Would the Real Julian Assange Please Stand Up
- First Posted: Dec 10 2010 14:34 PM
- Updated: 23 minutes ago
Free speech crusader or rapist. Why can't he be both?
In a particularly clear-headed column in the National Post, Chris Selley writes that anyone who believes Julian Assange’s arrest for sex crimes charges in Sweden is the result of an international conspiracy should ask themselves one question: “Would it be shocking if someone sociopathic and narcissistic enough to effectively hold hostage the lives of spies, informants, and pro-democracy advocates … behaved in a manner not in compliance with Sweden's strict sexual assault laws?” Selley says this doesn’t mean that the U.S. or other governments didn’t pressure Sweden in the case, nor does it mean that Assange is some kind of supervillain. “He can do the Lord's work by spilling all the evil governments' secrets and be a rapist,” he writes.
Meanwhile, two contrasting columns in the Sun papers point to the difficulty of defining what WikiLeaks is doing. Referring to the U.S. judge who famously wrote that “the most stringent protection of free speech would not protect a man falsely shouting fire in a theatre,” L. Ian MacDonald asks, “What would Justice Holmes make of the WikiLeaks document dumps?" Despite MacDonald’s assertion to the contrary, The Mark Newsroom thinks Judge Holmes wouldn’t have much to say against WikiLeaks. Nobody is claiming that Assange is “shouting falsely” about anything; the documents he released are accurate. So authorities are stuck because Assange could potentially release damaging information, but there’s no legal basis to charge him with free speech violations.

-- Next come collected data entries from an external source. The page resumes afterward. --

//! Habit Log REST API Routes
//!
//! One log per (habit, calendar day); a second insert for the same pair is a
//! 409 from the store's uniqueness check.

use axum::{
    extract::{Path, Query, State},
    http::StatusCode,
    response::IntoResponse,
    routing::get,
    Json, Router,
};
use chrono::Utc;
use uuid::Uuid;
use vital_core::HabitLog;
use vital_storage::HabitLogUpdate;

use crate::{
    context::UserContext,
    error::{ApiError, ApiResult},
    state::AppState,
    types::{CreateHabitLogRequest, HabitLogListResponse, StatsParams, UpdateHabitLogRequest},
};

// ============================================================================
// ROUTE HANDLERS
// ============================================================================

/// POST /api/v1/habit-logs - Log a habit for a day
#[utoipa::path(
    post,
    path = "/api/v1/habit-logs",
    tag = "Habit Logs",
    request_body = CreateHabitLogRequest,
    responses(
        (status = 201, description = "Log created", body = HabitLog),
        (status = 404, description = "Habit not found", body = ApiError),
        (status = 409, description = "Already logged for this day", body = ApiError),
    ),
)]
pub async fn create_habit_log(
    State(state): State<AppState>,
    ctx: UserContext,
    Json(req): Json<CreateHabitLogRequest>,
) -> ApiResult<impl IntoResponse> {
    // The habit must exist and belong to the caller.
    state
        .store
        .habit_get(ctx.user_id, req.habit_id)?
        .ok_or_else(|| ApiError::entity_not_found("Habit", req.habit_id))?;

    let mut log = HabitLog::new(ctx.user_id, req.habit_id, req.date, req.completed);
    if let Some(value) = req.value {
        log = log.with_value(value);
    }
    state.store.habit_log_insert(&log)?;

    Ok((StatusCode::CREATED, Json(log)))
}

/// GET /api/v1/habit-logs/today - The user's logs for one calendar day
#[utoipa::path(
    get,
    path = "/api/v1/habit-logs/today",
    tag = "Habit Logs",
    params(("date" = Option<String>, Query, description = "Day to list, ISO date; defaults to the current UTC date")),
    responses(
        (status = 200, description = "Logs for the day", body = HabitLogListResponse),
    ),
)]
pub async fn list_today_logs(
    State(state): State<AppState>,
    ctx: UserContext,
    Query(params): Query<StatsParams>,
) -> ApiResult<impl IntoResponse> {
    let date = params.date.unwrap_or_else(|| Utc::now().date_naive());
    let logs = state.store.habit_log_list_on(ctx.user_id, date)?;
    let total = logs.len();
    Ok(Json(HabitLogListResponse { logs, total }))
}

/// PUT /api/v1/habit-logs/{id} - Update a log
#[utoipa::path(
    put,
    path = "/api/v1/habit-logs/{id}",
    tag = "Habit Logs",
    params(("id" = Uuid, Path, description = "Log ID")),
    request_body = UpdateHabitLogRequest,
    responses(
        (status = 200, description = "Updated log", body = HabitLog),
        (status = 404, description = "Log not found", body = ApiError),
    ),
)]
pub async fn update_habit_log(
    State(state): State<AppState>,
    ctx: UserContext,
    Path(id): Path<Uuid>,
    Json(req): Json<UpdateHabitLogRequest>,
) -> ApiResult<impl IntoResponse> {
    state.store.habit_log_update(
        ctx.user_id,
        id,
        HabitLogUpdate {
            completed: req.completed,
            value: req.value.map(Some),
        },
    )?;

    let log = state
        .store
        .habit_log_get(ctx.user_id, id)?
        .ok_or_else(|| ApiError::entity_not_found("HabitLog", id))?;
    Ok(Json(log))
}

/// DELETE /api/v1/habit-logs/{id} - Delete a log
#[utoipa::path(
    delete,
    path = "/api/v1/habit-logs/{id}",
    tag = "Habit Logs",
    params(("id" = Uuid, Path, description = "Log ID")),
    responses(
        (status = 204, description = "Log deleted"),
        (status = 404, description = "Log not found", body = ApiError),
    ),
)]
pub async fn delete_habit_log(
    State(state): State<AppState>,
    ctx: UserContext,
    Path(id): Path<Uuid>,
) -> ApiResult<impl IntoResponse> {
    state.store.habit_log_delete(ctx.user_id, id)?;
    Ok(StatusCode::NO_CONTENT)
}

// ============================================================================
// ROUTER
// ============================================================================

/// Build the habit log router.
pub fn create_router(state: AppState) -> Router {
    Router::new()
        .route("/", axum::routing::post(create_habit_log))
        .route("/today", get(list_today_logs))
        .route(
            "/:id",
            axum::routing::put(update_habit_log).delete(delete_habit_log),
        )
        .with_state(state)
}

There also appears to be no grounds for the argument made by by the Ottawa Sun’s Michael Harris, who writes “[t]he New York Times … was the Julian Assange of the Vietnam War era.” That paper’s reporting made public the Pentagon Papers, which implicated the U.S. government in mass deception. But if Assange is a journalist, he’s a very different breed than the New York Times. He’s threatened to release potentially deadly information if WikiLeaks is brought down, which goes against journalistic ethics on several levels.
If the WikiLeaks saga has taught us anything, it might be that we lack both the language and the laws to deal with secret-sharing in the internet age.